> _Brief_
In the entries below, every line that contains "started" must be located and copied.

Top of Provided records

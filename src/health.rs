//! Health server for Kubernetes probes and Prometheus metrics
//!
//! Provides HTTP endpoints for:
//! - `/healthz` - Liveness probe (is the process alive?)
//! - `/readyz` - Readiness probe (is the operator ready to serve?)
//! - `/metrics` - Prometheus metrics

use axum::{
    Router,
    extract::State,
    http::StatusCode,
    response::{IntoResponse, Response},
    routing::get,
};
use prometheus_client::encoding::text::encode;
use prometheus_client::metrics::counter::Counter;
use prometheus_client::metrics::family::Family;
use prometheus_client::metrics::gauge::Gauge;
use prometheus_client::metrics::histogram::{Histogram, exponential_buckets};
use prometheus_client::registry::Registry;
use std::sync::Arc;
use std::sync::atomic::{AtomicU64, Ordering};
use tokio::net::TcpListener;
use tokio::sync::RwLock;

/// Labels for metrics
#[derive(Clone, Debug, Hash, PartialEq, Eq)]
pub struct ReconcileLabels {
    pub namespace: String,
    pub name: String,
}

impl prometheus_client::encoding::EncodeLabelSet for ReconcileLabels {
    fn encode(
        &self,
        encoder: &mut prometheus_client::encoding::LabelSetEncoder,
    ) -> Result<(), std::fmt::Error> {
        use prometheus_client::encoding::EncodeLabel;
        ("namespace", self.namespace.as_str()).encode(encoder.encode_label())?;
        ("name", self.name.as_str()).encode(encoder.encode_label())?;
        Ok(())
    }
}

/// Labels for the per-cluster phase gauge
#[derive(Clone, Debug, Hash, PartialEq, Eq)]
pub struct PhaseLabels {
    pub namespace: String,
    pub name: String,
    pub phase: String,
}

impl prometheus_client::encoding::EncodeLabelSet for PhaseLabels {
    fn encode(
        &self,
        encoder: &mut prometheus_client::encoding::LabelSetEncoder,
    ) -> Result<(), std::fmt::Error> {
        use prometheus_client::encoding::EncodeLabel;
        ("namespace", self.namespace.as_str()).encode(encoder.encode_label())?;
        ("name", self.name.as_str()).encode(encoder.encode_label())?;
        ("phase", self.phase.as_str()).encode(encoder.encode_label())?;
        Ok(())
    }
}

/// Shared metrics state
pub struct Metrics {
    /// Total reconciliations counter
    pub reconciliations_total: Family<ReconcileLabels, Counter>,
    /// Failed reconciliations counter
    pub reconciliation_errors_total: Family<ReconcileLabels, Counter>,
    /// Reconciliation duration histogram
    pub reconcile_duration_seconds: Family<ReconcileLabels, Histogram>,

    /// 1 for the phase each cluster is in, 0 for the phases it left
    pub cluster_phase: Family<PhaseLabels, Gauge>,
    pub cluster_instances_desired: Family<ReconcileLabels, Gauge>,
    pub cluster_instances_ready: Family<ReconcileLabels, Gauge>,
    /// Failovers started
    pub failovers_total: Family<ReconcileLabels, Counter>,
    /// Bootstrap jobs observed as failed
    pub failed_jobs_total: Family<ReconcileLabels, Counter>,

    /// Prometheus registry
    registry: Registry,
}

impl Default for Metrics {
    fn default() -> Self {
        Self::new()
    }
}

fn labels(namespace: &str, name: &str) -> ReconcileLabels {
    ReconcileLabels {
        namespace: namespace.to_string(),
        name: name.to_string(),
    }
}

impl Metrics {
    pub fn new() -> Self {
        let mut registry = Registry::default();

        let reconciliations_total = Family::<ReconcileLabels, Counter>::default();
        registry.register(
            "postgres_topology_reconciliations",
            "Total number of reconciliations",
            reconciliations_total.clone(),
        );

        let reconciliation_errors_total = Family::<ReconcileLabels, Counter>::default();
        registry.register(
            "postgres_topology_reconciliation_errors",
            "Total number of reconciliation errors",
            reconciliation_errors_total.clone(),
        );

        let reconcile_duration_seconds =
            Family::<ReconcileLabels, Histogram>::new_with_constructor(|| {
                Histogram::new(exponential_buckets(0.001, 2.0, 15))
            });
        registry.register(
            "postgres_topology_reconcile_duration_seconds",
            "Duration of reconciliation in seconds",
            reconcile_duration_seconds.clone(),
        );

        let cluster_phase = Family::<PhaseLabels, Gauge>::default();
        registry.register(
            "postgres_topology_cluster_phase",
            "Current phase of each PostgreSQL cluster",
            cluster_phase.clone(),
        );

        let cluster_instances_desired = Family::<ReconcileLabels, Gauge>::default();
        registry.register(
            "postgres_topology_cluster_instances_desired",
            "Desired number of instances for each cluster",
            cluster_instances_desired.clone(),
        );

        let cluster_instances_ready = Family::<ReconcileLabels, Gauge>::default();
        registry.register(
            "postgres_topology_cluster_instances_ready",
            "Number of ready instances for each cluster",
            cluster_instances_ready.clone(),
        );

        let failovers_total = Family::<ReconcileLabels, Counter>::default();
        registry.register(
            "postgres_topology_failovers",
            "Number of failovers started",
            failovers_total.clone(),
        );

        let failed_jobs_total = Family::<ReconcileLabels, Counter>::default();
        registry.register(
            "postgres_topology_failed_bootstrap_jobs",
            "Number of failed bootstrap jobs replaced",
            failed_jobs_total.clone(),
        );

        Self {
            reconciliations_total,
            reconciliation_errors_total,
            reconcile_duration_seconds,
            cluster_phase,
            cluster_instances_desired,
            cluster_instances_ready,
            failovers_total,
            failed_jobs_total,
            registry,
        }
    }

    /// Record a successful reconciliation
    pub fn record_reconcile(&self, namespace: &str, name: &str, duration_secs: f64) {
        let labels = labels(namespace, name);
        self.reconciliations_total.get_or_create(&labels).inc();
        self.reconcile_duration_seconds
            .get_or_create(&labels)
            .observe(duration_secs);
    }

    /// Record a failed reconciliation
    pub fn record_error(&self, namespace: &str, name: &str) {
        self.reconciliation_errors_total
            .get_or_create(&labels(namespace, name))
            .inc();
    }

    pub fn record_failover(&self, namespace: &str, name: &str) {
        self.failovers_total
            .get_or_create(&labels(namespace, name))
            .inc();
    }

    pub fn record_failed_jobs(&self, namespace: &str, name: &str, count: u32) {
        self.failed_jobs_total
            .get_or_create(&labels(namespace, name))
            .inc_by(u64::from(count));
    }

    /// Move a cluster's phase gauge from `previous` to `phase`
    pub fn set_cluster_phase(&self, namespace: &str, name: &str, previous: Option<&str>, phase: &str) {
        let gauge = |phase: &str| PhaseLabels {
            namespace: namespace.to_string(),
            name: name.to_string(),
            phase: phase.to_string(),
        };
        if let Some(previous) = previous.filter(|p| *p != phase) {
            self.cluster_phase.get_or_create(&gauge(previous)).set(0);
        }
        self.cluster_phase.get_or_create(&gauge(phase)).set(1);
    }

    /// Update cluster instance metrics
    pub fn set_cluster_instances(&self, namespace: &str, name: &str, desired: i64, ready: i64) {
        let labels = labels(namespace, name);
        self.cluster_instances_desired
            .get_or_create(&labels)
            .set(desired);
        self.cluster_instances_ready
            .get_or_create(&labels)
            .set(ready);
    }

    /// Encode metrics to Prometheus text format
    ///
    /// Returns an empty string if encoding fails (should never happen with valid metrics).
    fn encode(&self) -> String {
        let mut buffer = String::new();
        if let Err(e) = encode(&mut buffer, &self.registry) {
            tracing::error!("Failed to encode metrics: {}", e);
            return String::new();
        }
        buffer
    }
}

/// Shared state for the health server
pub struct HealthState {
    /// Controller started and, when elected, holding the lease
    pub ready: RwLock<bool>,
    pub metrics: Metrics,
    /// Unix seconds of the last finished reconcile pass, 0 before the first one
    pub last_reconcile: AtomicU64,
}

impl Default for HealthState {
    fn default() -> Self {
        Self::new()
    }
}

impl HealthState {
    pub fn new() -> Self {
        Self {
            ready: RwLock::new(false),
            metrics: Metrics::new(),
            last_reconcile: AtomicU64::new(0),
        }
    }

    pub async fn set_ready(&self, ready: bool) {
        *self.ready.write().await = ready;
    }

    pub async fn is_ready(&self) -> bool {
        *self.ready.read().await
    }

    /// Record that a reconcile pass finished
    pub fn mark_reconciled(&self) {
        let now = u64::try_from(chrono::Utc::now().timestamp()).unwrap_or_default();
        self.last_reconcile.store(now, Ordering::Relaxed);
    }

    /// Seconds since the last finished pass, `None` before the first one
    pub fn seconds_since_reconcile(&self) -> Option<u64> {
        let last = self.last_reconcile.load(Ordering::Relaxed);
        if last == 0 {
            return None;
        }
        let now = u64::try_from(chrono::Utc::now().timestamp()).unwrap_or_default();
        Some(now.saturating_sub(last))
    }
}

/// Liveness probe: the process answers
async fn healthz() -> impl IntoResponse {
    (StatusCode::OK, "ok")
}

/// Readiness probe, with the age of the last pass in the body
async fn readyz(State(state): State<Arc<HealthState>>) -> Response {
    if !state.is_ready().await {
        return (StatusCode::SERVICE_UNAVAILABLE, "not ready").into_response();
    }
    let body = match state.seconds_since_reconcile() {
        Some(age) => format!("ready, last reconcile {}s ago", age),
        None => "ready, no reconcile yet".to_string(),
    };
    (StatusCode::OK, body).into_response()
}

async fn metrics(State(state): State<Arc<HealthState>>) -> impl IntoResponse {
    let body = state.metrics.encode();
    (
        StatusCode::OK,
        [("content-type", "text/plain; version=0.0.4; charset=utf-8")],
        body,
    )
}

/// Create the health server router
pub fn create_router(state: Arc<HealthState>) -> Router {
    Router::new()
        .route("/healthz", get(healthz))
        .route("/readyz", get(readyz))
        .route("/metrics", get(metrics))
        .with_state(state)
}

/// Run the health server
///
/// Binds to 0.0.0.0:8080 and serves health/metrics endpoints.
pub async fn run_health_server(state: Arc<HealthState>) -> Result<(), std::io::Error> {
    let app = create_router(state);

    let listener = TcpListener::bind("0.0.0.0:8080").await?;
    tracing::info!("Health server listening on 0.0.0.0:8080");

    axum::serve(listener, app).await
}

Bottom of Provided records

> _Answer box_
    /// Failovers started
            "Number of failovers started",
    /// Controller started and, when elected, holding the lease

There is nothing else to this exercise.